Output all the data below verbatim.

RECORD EXTRACTS
------------------------------

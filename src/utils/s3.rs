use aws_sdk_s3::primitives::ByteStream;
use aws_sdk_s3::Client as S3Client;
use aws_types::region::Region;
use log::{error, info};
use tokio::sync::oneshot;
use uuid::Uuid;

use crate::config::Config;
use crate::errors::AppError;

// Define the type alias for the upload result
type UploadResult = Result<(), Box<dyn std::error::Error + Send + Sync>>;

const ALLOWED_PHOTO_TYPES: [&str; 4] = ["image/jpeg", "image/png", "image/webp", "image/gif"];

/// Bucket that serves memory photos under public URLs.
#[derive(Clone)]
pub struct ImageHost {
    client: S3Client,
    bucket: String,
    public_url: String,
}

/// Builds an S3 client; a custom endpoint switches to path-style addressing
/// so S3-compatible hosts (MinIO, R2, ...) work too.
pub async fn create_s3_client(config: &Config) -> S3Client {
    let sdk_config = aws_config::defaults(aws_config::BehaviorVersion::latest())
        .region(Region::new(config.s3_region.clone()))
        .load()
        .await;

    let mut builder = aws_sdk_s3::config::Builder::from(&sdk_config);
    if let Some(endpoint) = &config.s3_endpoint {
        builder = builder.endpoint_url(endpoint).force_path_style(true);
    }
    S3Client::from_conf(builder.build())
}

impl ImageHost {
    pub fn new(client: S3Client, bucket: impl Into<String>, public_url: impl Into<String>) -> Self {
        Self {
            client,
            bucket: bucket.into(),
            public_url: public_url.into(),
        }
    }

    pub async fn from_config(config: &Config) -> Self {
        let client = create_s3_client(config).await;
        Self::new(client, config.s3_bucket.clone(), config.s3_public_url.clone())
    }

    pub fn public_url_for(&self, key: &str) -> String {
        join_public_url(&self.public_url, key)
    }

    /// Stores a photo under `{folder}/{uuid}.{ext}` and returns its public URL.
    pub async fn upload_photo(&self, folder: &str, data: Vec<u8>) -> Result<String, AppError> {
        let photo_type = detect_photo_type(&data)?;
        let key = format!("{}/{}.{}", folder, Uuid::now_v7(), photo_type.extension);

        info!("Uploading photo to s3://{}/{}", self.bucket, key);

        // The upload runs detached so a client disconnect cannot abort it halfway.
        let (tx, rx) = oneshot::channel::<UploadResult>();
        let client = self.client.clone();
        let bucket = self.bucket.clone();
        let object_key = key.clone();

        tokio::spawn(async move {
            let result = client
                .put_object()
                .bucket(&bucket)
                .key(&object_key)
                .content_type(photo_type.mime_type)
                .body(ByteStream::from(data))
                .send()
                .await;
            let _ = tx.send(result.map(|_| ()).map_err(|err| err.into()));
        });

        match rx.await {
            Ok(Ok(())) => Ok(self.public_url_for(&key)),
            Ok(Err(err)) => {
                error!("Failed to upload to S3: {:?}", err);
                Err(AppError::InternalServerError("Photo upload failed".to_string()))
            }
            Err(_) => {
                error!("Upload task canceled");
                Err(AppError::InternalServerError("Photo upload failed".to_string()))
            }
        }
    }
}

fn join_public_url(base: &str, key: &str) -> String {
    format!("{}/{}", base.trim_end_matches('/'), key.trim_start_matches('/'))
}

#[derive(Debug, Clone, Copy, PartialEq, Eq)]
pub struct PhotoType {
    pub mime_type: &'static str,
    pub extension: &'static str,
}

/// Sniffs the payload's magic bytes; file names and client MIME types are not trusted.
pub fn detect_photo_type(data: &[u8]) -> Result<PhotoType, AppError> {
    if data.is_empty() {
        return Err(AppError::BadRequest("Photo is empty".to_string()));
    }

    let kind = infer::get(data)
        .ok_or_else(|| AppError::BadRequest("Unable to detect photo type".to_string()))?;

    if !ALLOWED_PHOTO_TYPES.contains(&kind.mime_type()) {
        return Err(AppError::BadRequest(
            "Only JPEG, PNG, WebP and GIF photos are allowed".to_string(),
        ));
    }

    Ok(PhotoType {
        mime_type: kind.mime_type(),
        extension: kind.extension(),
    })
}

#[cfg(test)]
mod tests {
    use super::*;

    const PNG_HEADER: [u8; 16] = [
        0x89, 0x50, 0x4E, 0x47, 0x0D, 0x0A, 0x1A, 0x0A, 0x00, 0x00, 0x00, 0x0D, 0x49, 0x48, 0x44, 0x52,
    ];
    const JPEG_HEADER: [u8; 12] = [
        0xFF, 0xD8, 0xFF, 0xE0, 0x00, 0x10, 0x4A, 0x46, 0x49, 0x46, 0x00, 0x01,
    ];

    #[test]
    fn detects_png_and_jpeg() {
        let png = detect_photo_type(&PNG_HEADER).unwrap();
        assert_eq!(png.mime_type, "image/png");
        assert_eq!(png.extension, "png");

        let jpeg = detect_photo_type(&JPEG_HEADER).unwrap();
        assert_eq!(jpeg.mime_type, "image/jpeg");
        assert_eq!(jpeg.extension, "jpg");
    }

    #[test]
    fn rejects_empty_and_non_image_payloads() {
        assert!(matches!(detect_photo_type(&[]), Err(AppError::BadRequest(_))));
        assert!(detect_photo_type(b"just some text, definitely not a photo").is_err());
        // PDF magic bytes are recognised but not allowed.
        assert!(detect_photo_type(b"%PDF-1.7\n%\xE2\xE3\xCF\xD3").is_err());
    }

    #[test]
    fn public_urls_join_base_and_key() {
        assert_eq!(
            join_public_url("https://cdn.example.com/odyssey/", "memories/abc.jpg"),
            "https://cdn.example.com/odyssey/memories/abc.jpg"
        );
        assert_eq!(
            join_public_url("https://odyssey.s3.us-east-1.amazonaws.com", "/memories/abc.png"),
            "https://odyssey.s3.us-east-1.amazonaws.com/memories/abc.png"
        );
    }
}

------------------------------

OUTPUT OF THE EXERCISE
filename src/utils/s3.rs
use aws_sdk_s3::primitives::ByteStream;
use aws_sdk_s3::Client as S3Client;
use aws_types::region::Region;
use log::{error, info};
use tokio::sync::oneshot;
use uuid::Uuid;

use crate::config::Config;
use crate::errors::AppError;

// Define the type alias for the upload result
type UploadResult = Result<(), Box<dyn std::error::Error + Send + Sync>>;

const ALLOWED_PHOTO_TYPES: [&str; 4] = ["image/jpeg", "image/png", "image/webp", "image/gif"];

/// Bucket that serves memory photos under public URLs.
#[derive(Clone)]
pub struct ImageHost {
    client: S3Client,
    bucket: String,
    public_url: String,
}

/// Builds an S3 client; a custom endpoint switches to path-style addressing
/// so S3-compatible hosts (MinIO, R2, ...) work too.
pub async fn create_s3_client(config: &Config) -> S3Client {
    let sdk_config = aws_config::defaults(aws_config::BehaviorVersion::latest())
        .region(Region::new(config.s3_region.clone()))
        .load()
        .await;

    let mut builder = aws_sdk_s3::config::Builder::from(&sdk_config);
    if let Some(endpoint) = &config.s3_endpoint {
        builder = builder.endpoint_url(endpoint).force_path_style(true);
    }
    S3Client::from_conf(builder.build())
}

impl ImageHost {
    pub fn new(client: S3Client, bucket: impl Into<String>, public_url: impl Into<String>) -> Self {
        Self {
            client,
            bucket: bucket.into(),
            public_url: public_url.into(),
        }
    }

    pub async fn from_config(config: &Config) -> Self {
        let client = create_s3_client(config).await;
        Self::new(client, config.s3_bucket.clone(), config.s3_public_url.clone())
    }

    pub fn public_url_for(&self, key: &str) -> String {
        join_public_url(&self.public_url, key)
    }

    /// Stores a photo under `{folder}/{uuid}.{ext}` and returns its public URL.
    pub async fn upload_photo(&self, folder: &str, data: Vec<u8>) -> Result<String, AppError> {
        let photo_type = detect_photo_type(&data)?;
        let key = format!("{}/{}.{}", folder, Uuid::now_v7(), photo_type.extension);

        info!("Uploading photo to s3://{}/{}", self.bucket, key);

        // The upload runs detached so a client disconnect cannot abort it halfway.
        let (tx, rx) = oneshot::channel::<UploadResult>();
        let client = self.client.clone();
        let bucket = self.bucket.clone();
        let object_key = key.clone();

        tokio::spawn(async move {
            let result = client
                .put_object()
                .bucket(&bucket)
                .key(&object_key)
                .content_type(photo_type.mime_type)
                .body(ByteStream::from(data))
                .send()
                .await;
            let _ = tx.send(result.map(|_| ()).map_err(|err| err.into()));
        });

        match rx.await {
            Ok(Ok(())) => Ok(self.public_url_for(&key)),
            Ok(Err(err)) => {
                error!("Failed to upload to S3: {:?}", err);
                Err(AppError::InternalServerError("Photo upload failed".to_string()))
            }
            Err(_) => {
                error!("Upload task canceled");
                Err(AppError::InternalServerError("Photo upload failed".to_string()))
            }
        }
    }
}

fn join_public_url(base: &str, key: &str) -> String {
    format!("{}/{}", base.trim_end_matches('/'), key.trim_start_matches('/'))
}

#[derive(Debug, Clone, Copy, PartialEq, Eq)]
pub struct PhotoType {
    pub mime_type: &'static str,
    pub extension: &'static str,
}

/// Sniffs the payload's magic bytes; file names and client MIME types are not trusted.
pub fn detect_photo_type(data: &[u8]) -> Result<PhotoType, AppError> {
    if data.is_empty() {
        return Err(AppError::BadRequest("Photo is empty".to_string()));
    }

    let kind = infer::get(data)
        .ok_or_else(|| AppError::BadRequest("Unable to detect photo type".to_string()))?;

    if !ALLOWED_PHOTO_TYPES.contains(&kind.mime_type()) {
        return Err(AppError::BadRequest(
            "Only JPEG, PNG, WebP and GIF photos are allowed".to_string(),
        ));
    }

    Ok(PhotoType {
        mime_type: kind.mime_type(),
        extension: kind.extension(),
    })
}

#[cfg(test)]
mod tests {
    use super::*;

    const PNG_HEADER: [u8; 16] = [
        0x89, 0x50, 0x4E, 0x47, 0x0D, 0x0A, 0x1A, 0x0A, 0x00, 0x00, 0x00, 0x0D, 0x49, 0x48, 0x44, 0x52,
    ];
    const JPEG_HEADER: [u8; 12] = [
        0xFF, 0xD8, 0xFF, 0xE0, 0x00, 0x10, 0x4A, 0x46, 0x49, 0x46, 0x00, 0x01,
    ];

    #[test]
    fn detects_png_and_jpeg() {
        let png = detect_photo_type(&PNG_HEADER).unwrap();
        assert_eq!(png.mime_type, "image/png");
        assert_eq!(png.extension, "png");

        let jpeg = detect_photo_type(&JPEG_HEADER).unwrap();
        assert_eq!(jpeg.mime_type, "image/jpeg");
        assert_eq!(jpeg.extension, "jpg");
    }

    #[test]
    fn rejects_empty_and_non_image_payloads() {
        assert!(matches!(detect_photo_type(&[]), Err(AppError::BadRequest(_))));
        assert!(detect_photo_type(b"just some text, definitely not a photo").is_err());
        // PDF magic bytes are recognised but not allowed.
        assert!(detect_photo_type(b"%PDF-1.7\n%\xE2\xE3\xCF\xD3").is_err());
    }

    #[test]
    fn public_urls_join_base_and_key() {
        assert_eq!(
            join_public_url("https://cdn.example.com/odyssey/", "memories/abc.jpg"),
            "https://cdn.example.com/odyssey/memories/abc.jpg"
        );
        assert_eq!(
            join_public_url("https://odyssey.s3.us-east-1.amazonaws.com", "/memories/abc.png"),
            "https://odyssey.s3.us-east-1.amazonaws.com/memories/abc.png"
        );
    }
}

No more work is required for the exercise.